Bonifacio hace su primer paseíllo en Villarreal, en 1947, como banderillero de José María Recondo. Tiene catorce años. En Sevilla ha conocido a Salvador Távora, que se convierte en su padrino. Con él despacharía algunas corridas, pero Távora desaparece de los ruedos, y Bonifacio no lo vuelve a ver hasta que un día, en el Price madrileño, lo reconoce haciendo cante, renovándose una relación que siempre había sido familiar.
Entre tanto, Bonifacio se ha hecho novillero, y en 1950 se presenta con picadores en San Sebastián. Lo apodera el que lleva los caballos de los Chopera, cuyas influencias en el mundillo son imprescindibles para firmar corridas, y así logra firmar una docena de novilladas, por las que al final no cobrará ni un duro. A medias entre el preciosismo y el tremendismo, su estilo no está bien definido, aunque en ningún caso recibe Bonifacio la peor censura que le pueden hacer a un torero, que es decirle que su faena ha sido vulgar. La canalla da culto al valor, y se ha dicho que en el ruedo Bonifacio es valiente como un tejón.

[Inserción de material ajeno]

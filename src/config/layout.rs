// Copyright (c) 2025 Steve Wagner (ciroque@live.com)
// SPDX-License-Identifier: MIT

use std::path::{Path, PathBuf};

use crate::config::consts::{CONFIG_FILE_NAME, DESCRIPTION_FILE_NAME};
use crate::errors::GenerationError;
use crate::pipeline::Category;

/// Where a project's files live on disk.
///
/// By default the configuration file is `snowflake_ci.yml` in the parent of the
/// base directory and the description is `README.md` inside it:
///
/// ```text
/// project/
/// ├── snowflake_ci.yml
/// └── schema/            <- base directory
///     ├── README.md
///     ├── tables/*.sql
///     └── views/*.sql
/// ```
#[derive(Debug, Clone, PartialEq)]
pub struct ProjectLayout {
    pub base_dir: PathBuf,
    pub config_path: Option<PathBuf>,
    pub description_path: Option<PathBuf>,
}

impl ProjectLayout {
    pub fn new<P: Into<PathBuf>>(base_dir: P) -> Self {
        Self {
            base_dir: base_dir.into(),
            config_path: None,
            description_path: None,
        }
    }

    pub fn with_config_path<P: Into<PathBuf>>(mut self, path: P) -> Self {
        self.config_path = Some(path.into());
        self
    }

    pub fn with_description_path<P: Into<PathBuf>>(mut self, path: P) -> Self {
        self.description_path = Some(path.into());
        self
    }

    /// Make the base directory absolute and derive the names generation needs.
    pub fn resolve(&self) -> Result<ResolvedLayout, GenerationError> {
        let invalid = |reason: &str| GenerationError::InvalidBaseDirectory {
            path: self.base_dir.clone(),
            reason: reason.to_string(),
        };

        let base_dir = self
            .base_dir
            .canonicalize()
            .map_err(|e| invalid(&e.to_string()))?;
        if !base_dir.is_dir() {
            return Err(invalid("not a directory"));
        }

        let leaf_name = file_name(&base_dir).ok_or_else(|| invalid("has no name"))?;
        let parent_dir = base_dir
            .parent()
            .ok_or_else(|| invalid("has no parent directory"))?
            .to_path_buf();
        let parent_name = file_name(&parent_dir)
            .ok_or_else(|| invalid("parent directory has no name"))?;

        let config_path = self
            .config_path
            .clone()
            .unwrap_or_else(|| parent_dir.join(CONFIG_FILE_NAME));
        let description_path = self
            .description_path
            .clone()
            .unwrap_or_else(|| base_dir.join(DESCRIPTION_FILE_NAME));

        Ok(ResolvedLayout {
            base_dir,
            parent_name,
            leaf_name,
            config_path,
            description_path,
        })
    }
}

fn file_name(path: &Path) -> Option<String> {
    path.file_name()
        .and_then(|n| n.to_str())
        .filter(|n| !n.is_empty())
        .map(str::to_string)
}

/// A [`ProjectLayout`] with every path made concrete.
#[derive(Debug, Clone, PartialEq)]
pub struct ResolvedLayout {
    pub base_dir: PathBuf,
    pub parent_name: String,
    pub leaf_name: String,
    pub config_path: PathBuf,
    pub description_path: PathBuf,
}

impl ResolvedLayout {
    /// `<parent>_<leaf>`: the two innermost segments of the base directory.
    pub fn pipeline_id(&self) -> String {
        format!("{}_{}", self.parent_name, self.leaf_name)
    }

    pub fn category_dir(&self, category: Category) -> PathBuf {
        self.base_dir.join(category.dir_name())
    }
}

#[cfg(test)]
mod tests {
    use super::*;
    use std::fs;

    #[test]
    fn test_resolve_defaults() {
        let root = tempfile::tempdir().unwrap();
        let base = root.path().join("warehouse").join("core");
        fs::create_dir_all(&base).unwrap();

        let resolved = ProjectLayout::new(&base).resolve().unwrap();

        assert_eq!(resolved.pipeline_id(), "warehouse_core");
        assert_eq!(resolved.leaf_name, "core");
        assert!(resolved.config_path.ends_with("warehouse/snowflake_ci.yml"));
        assert!(resolved.description_path.ends_with("core/README.md"));
        assert!(resolved.category_dir(Category::Views).ends_with("core/views"));
    }

    #[test]
    fn test_resolve_relative_segments() {
        let root = tempfile::tempdir().unwrap();
        let base = root.path().join("warehouse").join("core");
        fs::create_dir_all(&base).unwrap();

        let dotted = base.join("..").join("core");
        let resolved = ProjectLayout::new(dotted).resolve().unwrap();

        assert_eq!(resolved.pipeline_id(), "warehouse_core");
    }

    #[test]
    fn test_resolve_overrides() {
        let root = tempfile::tempdir().unwrap();
        let base = root.path().join("p").join("s");
        fs::create_dir_all(&base).unwrap();

        let resolved = ProjectLayout::new(&base)
            .with_config_path("/etc/pipelines/ci.yml")
            .with_description_path("/etc/pipelines/DOC.md")
            .resolve()
            .unwrap();

        assert_eq!(resolved.config_path, PathBuf::from("/etc/pipelines/ci.yml"));
        assert_eq!(resolved.description_path, PathBuf::from("/etc/pipelines/DOC.md"));
    }

    #[test]
    fn test_resolve_missing_directory() {
        let root = tempfile::tempdir().unwrap();

        let err = ProjectLayout::new(root.path().join("nope"))
            .resolve()
            .unwrap_err();
        assert!(matches!(err, GenerationError::InvalidBaseDirectory { .. }));
    }

    #[test]
    fn test_resolve_file_is_rejected() {
        let root = tempfile::tempdir().unwrap();
        let file = root.path().join("file.sql");
        fs::write(&file, "SELECT 1;").unwrap();

        let err = ProjectLayout::new(&file).resolve().unwrap_err();
        assert!(err.to_string().contains("not a directory"));
    }
}
use std::str::FromStr;

use crate::app_config::{AppConfig, Environment};
use crate::ConfigError;

/// Reads `.env` (if present) into the process, then builds the config.
///
/// # Errors
///
/// Fails when a required variable is unset or a value does not parse.
pub fn load_app_config() -> Result<AppConfig, ConfigError> {
    dotenvy::dotenv().ok();
    load_app_config_from_env()
}

/// Builds the config from the current process environment only.
///
/// # Errors
///
/// Fails when a required variable is unset or a value does not parse.
pub fn load_app_config_from_env() -> Result<AppConfig, ConfigError> {
    build_app_config(|key| std::env::var(key))
}

/// Blank values count as unset everywhere.
fn build_app_config<F>(lookup: F) -> Result<AppConfig, ConfigError>
where
    F: Fn(&str) -> Result<String, std::env::VarError>,
{
    let optional = |var: &str| lookup(var).ok().filter(|v| !v.trim().is_empty());

    let require =
        |var: &str| optional(var).ok_or_else(|| ConfigError::MissingEnvVar(var.to_owned()));

    let or_default = |var: &str, default: &str| optional(var).unwrap_or_else(|| default.to_owned());

    let shopify_store_domain = normalize_store_domain(&require("SHOPIFY_STORE_DOMAIN")?);
    let shopify_storefront_token = require("SHOPIFY_STOREFRONT_ACCESS_TOKEN")?;
    let shopify_api_version = or_default("SHOPIFY_API_VERSION", "2024-10");

    let env = parse_environment(&or_default("CARLOT_ENV", "development"))?;
    let bind_addr = parse_or(&optional, "CARLOT_BIND_ADDR", "0.0.0.0:3000")?;
    let log_level = or_default("CARLOT_LOG_LEVEL", "info");
    let site_url = or_default("CARLOT_SITE_URL", "https://localhost:3000")
        .trim_end_matches('/')
        .to_string();

    let kv_rest_api_url = optional("KV_REST_API_URL");
    let kv_rest_api_token = optional("KV_REST_API_TOKEN");
    if kv_rest_api_url.is_some() && kv_rest_api_token.is_none() {
        return Err(ConfigError::MissingEnvVar("KV_REST_API_TOKEN".to_string()));
    }

    Ok(AppConfig {
        env,
        bind_addr,
        log_level,
        site_url,
        shopify_store_domain,
        shopify_storefront_token,
        shopify_api_version,
        shopify_webhook_secret: optional("SHOPIFY_WEBHOOK_SECRET"),
        admin_token: optional("CARLOT_ADMIN_TOKEN"),
        admin_username: optional("ADMIN_USERNAME"),
        admin_password: optional("ADMIN_PASSWORD"),
        revalidate_secret: optional("REVALIDATE_SECRET"),
        recaptcha_secret: optional("RECAPTCHA_SECRET_KEY"),
        indexnow_key: optional("INDEXNOW_KEY"),
        indexnow_endpoint: or_default("INDEXNOW_ENDPOINT", "https://api.indexnow.org/indexnow"),
        kv_rest_api_url,
        kv_rest_api_token,
        request_timeout_secs: parse_or(&optional, "CARLOT_REQUEST_TIMEOUT_SECS", "10")?,
        max_retries: parse_or(&optional, "CARLOT_MAX_RETRIES", "2")?,
        retry_backoff_base_secs: parse_or(&optional, "CARLOT_RETRY_BACKOFF_BASE_SECS", "1")?,
        cache_ttl_secs: parse_or(&optional, "CARLOT_CACHE_TTL_SECS", "60")?,
    })
}

fn parse_or<T, F>(optional: &F, var: &str, default: &str) -> Result<T, ConfigError>
where
    T: FromStr,
    T::Err: std::fmt::Display,
    F: Fn(&str) -> Option<String>,
{
    let raw = optional(var).unwrap_or_else(|| default.to_owned());
    raw.trim().parse::<T>().map_err(|e| ConfigError::InvalidEnvVar {
        var: var.to_owned(),
        reason: e.to_string(),
    })
}

/// Unrecognized names are rejected rather than mapped to development.
fn parse_environment(raw: &str) -> Result<Environment, ConfigError> {
    match raw.trim().to_ascii_lowercase().as_str() {
        "development" | "dev" => Ok(Environment::Development),
        "test" => Ok(Environment::Test),
        "production" | "prod" => Ok(Environment::Production),
        other => Err(ConfigError::InvalidEnvVar {
            var: "CARLOT_ENV".to_owned(),
            reason: format!(
                "unknown environment {other:?}; expected development, test or production"
            ),
        }),
    }
}

/// Strips scheme and trailing slashes so `https://shop.myshopify.com/`
/// and `shop.myshopify.com` configure the same store.
fn normalize_store_domain(raw: &str) -> String {
    let trimmed = raw.trim();
    let without_scheme = trimmed
        .strip_prefix("https://")
        .or_else(|| trimmed.strip_prefix("http://"))
        .unwrap_or(trimmed);
    without_scheme.trim_end_matches('/').to_string()
}

#[cfg(test)]
#[path = "config_test.rs"]
mod tests;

Tenía Bonifacio por costumbre rematar de espaldas las series de muleta, y una tarde, en la plaza de Bilbao, lo enganchó en pleno remate un novillo de Alipio Pérez Tabernero, lanzándolo dos veces al aire y corneándolo finalmente contra el suelo.
“¡Lo ha matao!”, un grito que venía de las gradas de sol, es lo único que ahora recuerda Bonifacio de aquel instante, cuando vio toda la vida en el último minuto, igual que los suicidas. La cogida, gravísima, lo mantuvo en cama durante tres meses en la Clínica de San Antonio, en San Sebastián, y al salir del hospital Bonifacio pudo convencerse de que aquella mala tarde de Bilbao había acabado con su carrera de matador de toros.
–No era por miedo –dice–, ahora que lo pienso. En los toros, lo que da miedo es vestirse de torero, no las cornadas. Claro que, en mi caso, como reflejo de la cornada, por ser donde fue, parecía que andaba escondiendo el culo, y así no se puede salir a una plaza.